» Extracted data
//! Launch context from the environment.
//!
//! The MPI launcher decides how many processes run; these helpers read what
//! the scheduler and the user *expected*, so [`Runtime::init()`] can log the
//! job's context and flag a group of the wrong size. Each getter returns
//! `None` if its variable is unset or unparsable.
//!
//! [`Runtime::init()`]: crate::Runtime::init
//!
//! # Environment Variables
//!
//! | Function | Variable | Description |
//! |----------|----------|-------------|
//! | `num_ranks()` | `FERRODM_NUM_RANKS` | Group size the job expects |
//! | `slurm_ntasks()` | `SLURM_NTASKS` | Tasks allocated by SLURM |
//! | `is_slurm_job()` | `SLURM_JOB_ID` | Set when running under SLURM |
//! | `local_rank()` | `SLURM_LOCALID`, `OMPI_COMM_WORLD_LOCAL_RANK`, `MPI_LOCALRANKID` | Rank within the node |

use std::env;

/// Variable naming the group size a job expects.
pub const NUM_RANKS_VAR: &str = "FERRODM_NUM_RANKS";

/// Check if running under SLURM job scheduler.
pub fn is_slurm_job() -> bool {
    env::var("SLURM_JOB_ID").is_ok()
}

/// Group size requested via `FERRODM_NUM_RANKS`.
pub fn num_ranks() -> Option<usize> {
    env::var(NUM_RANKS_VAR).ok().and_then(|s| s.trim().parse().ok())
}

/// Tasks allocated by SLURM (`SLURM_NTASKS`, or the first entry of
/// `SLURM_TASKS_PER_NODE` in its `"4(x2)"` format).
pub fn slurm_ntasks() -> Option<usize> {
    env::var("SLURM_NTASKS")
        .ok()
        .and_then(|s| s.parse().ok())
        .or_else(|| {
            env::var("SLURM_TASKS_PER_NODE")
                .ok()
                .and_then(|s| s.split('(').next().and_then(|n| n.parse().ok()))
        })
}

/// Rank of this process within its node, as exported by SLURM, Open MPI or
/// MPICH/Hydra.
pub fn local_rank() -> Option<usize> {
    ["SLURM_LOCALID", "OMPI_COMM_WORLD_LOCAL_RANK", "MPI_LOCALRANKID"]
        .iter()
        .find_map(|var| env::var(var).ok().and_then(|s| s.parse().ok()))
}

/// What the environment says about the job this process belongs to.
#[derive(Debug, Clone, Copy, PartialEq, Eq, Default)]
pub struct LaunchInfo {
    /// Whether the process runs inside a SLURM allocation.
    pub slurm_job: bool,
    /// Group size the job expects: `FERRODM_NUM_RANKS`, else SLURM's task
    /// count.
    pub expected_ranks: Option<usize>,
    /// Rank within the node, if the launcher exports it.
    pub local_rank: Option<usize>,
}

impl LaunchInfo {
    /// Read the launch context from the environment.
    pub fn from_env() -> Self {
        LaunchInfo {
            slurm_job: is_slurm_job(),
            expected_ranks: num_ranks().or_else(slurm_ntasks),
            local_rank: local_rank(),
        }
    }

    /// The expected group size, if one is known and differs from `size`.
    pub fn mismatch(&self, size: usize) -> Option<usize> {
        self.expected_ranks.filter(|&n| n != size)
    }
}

» Exercise
Each line of the material above must be reproduced exactly.

» Task output
//! Launch context from the environment.
//!
//! The MPI launcher decides how many processes run; these helpers read what
//! the scheduler and the user *expected*, so [`Runtime::init()`] can log the
//! job's context and flag a group of the wrong size. Each getter returns
//! `None` if its variable is unset or unparsable.
//!
//! [`Runtime::init()`]: crate::Runtime::init
//!
//! # Environment Variables
//!
//! | Function | Variable | Description |
//! |----------|----------|-------------|
//! | `num_ranks()` | `FERRODM_NUM_RANKS` | Group size the job expects |
//! | `slurm_ntasks()` | `SLURM_NTASKS` | Tasks allocated by SLURM |
//! | `is_slurm_job()` | `SLURM_JOB_ID` | Set when running under SLURM |
//! | `local_rank()` | `SLURM_LOCALID`, `OMPI_COMM_WORLD_LOCAL_RANK`, `MPI_LOCALRANKID` | Rank within the node |

use std::env;

/// Variable naming the group size a job expects.
pub const NUM_RANKS_VAR: &str = "FERRODM_NUM_RANKS";

/// Check if running under SLURM job scheduler.
pub fn is_slurm_job() -> bool {
    env::var("SLURM_JOB_ID").is_ok()
}

/// Group size requested via `FERRODM_NUM_RANKS`.
pub fn num_ranks() -> Option<usize> {
    env::var(NUM_RANKS_VAR).ok().and_then(|s| s.trim().parse().ok())
}

/// Tasks allocated by SLURM (`SLURM_NTASKS`, or the first entry of
/// `SLURM_TASKS_PER_NODE` in its `"4(x2)"` format).
pub fn slurm_ntasks() -> Option<usize> {
    env::var("SLURM_NTASKS")
        .ok()
        .and_then(|s| s.parse().ok())
        .or_else(|| {
            env::var("SLURM_TASKS_PER_NODE")
                .ok()
                .and_then(|s| s.split('(').next().and_then(|n| n.parse().ok()))
        })
}

/// Rank of this process within its node, as exported by SLURM, Open MPI or
/// MPICH/Hydra.
pub fn local_rank() -> Option<usize> {
    ["SLURM_LOCALID", "OMPI_COMM_WORLD_LOCAL_RANK", "MPI_LOCALRANKID"]
        .iter()
        .find_map(|var| env::var(var).ok().and_then(|s| s.parse().ok()))
}

/// What the environment says about the job this process belongs to.
#[derive(Debug, Clone, Copy, PartialEq, Eq, Default)]
pub struct LaunchInfo {
    /// Whether the process runs inside a SLURM allocation.
    pub slurm_job: bool,
    /// Group size the job expects: `FERRODM_NUM_RANKS`, else SLURM's task
    /// count.
    pub expected_ranks: Option<usize>,
    /// Rank within the node, if the launcher exports it.
    pub local_rank: Option<usize>,
}

impl LaunchInfo {
    /// Read the launch context from the environment.
    pub fn from_env() -> Self {
        LaunchInfo {
            slurm_job: is_slurm_job(),
            expected_ranks: num_ranks().or_else(slurm_ntasks),
            local_rank: local_rank(),
        }
    }

    /// The expected group size, if one is known and differs from `size`.
    pub fn mismatch(&self, size: usize) -> Option<usize> {
        self.expected_ranks.filter(|&n| n != size)
    }
}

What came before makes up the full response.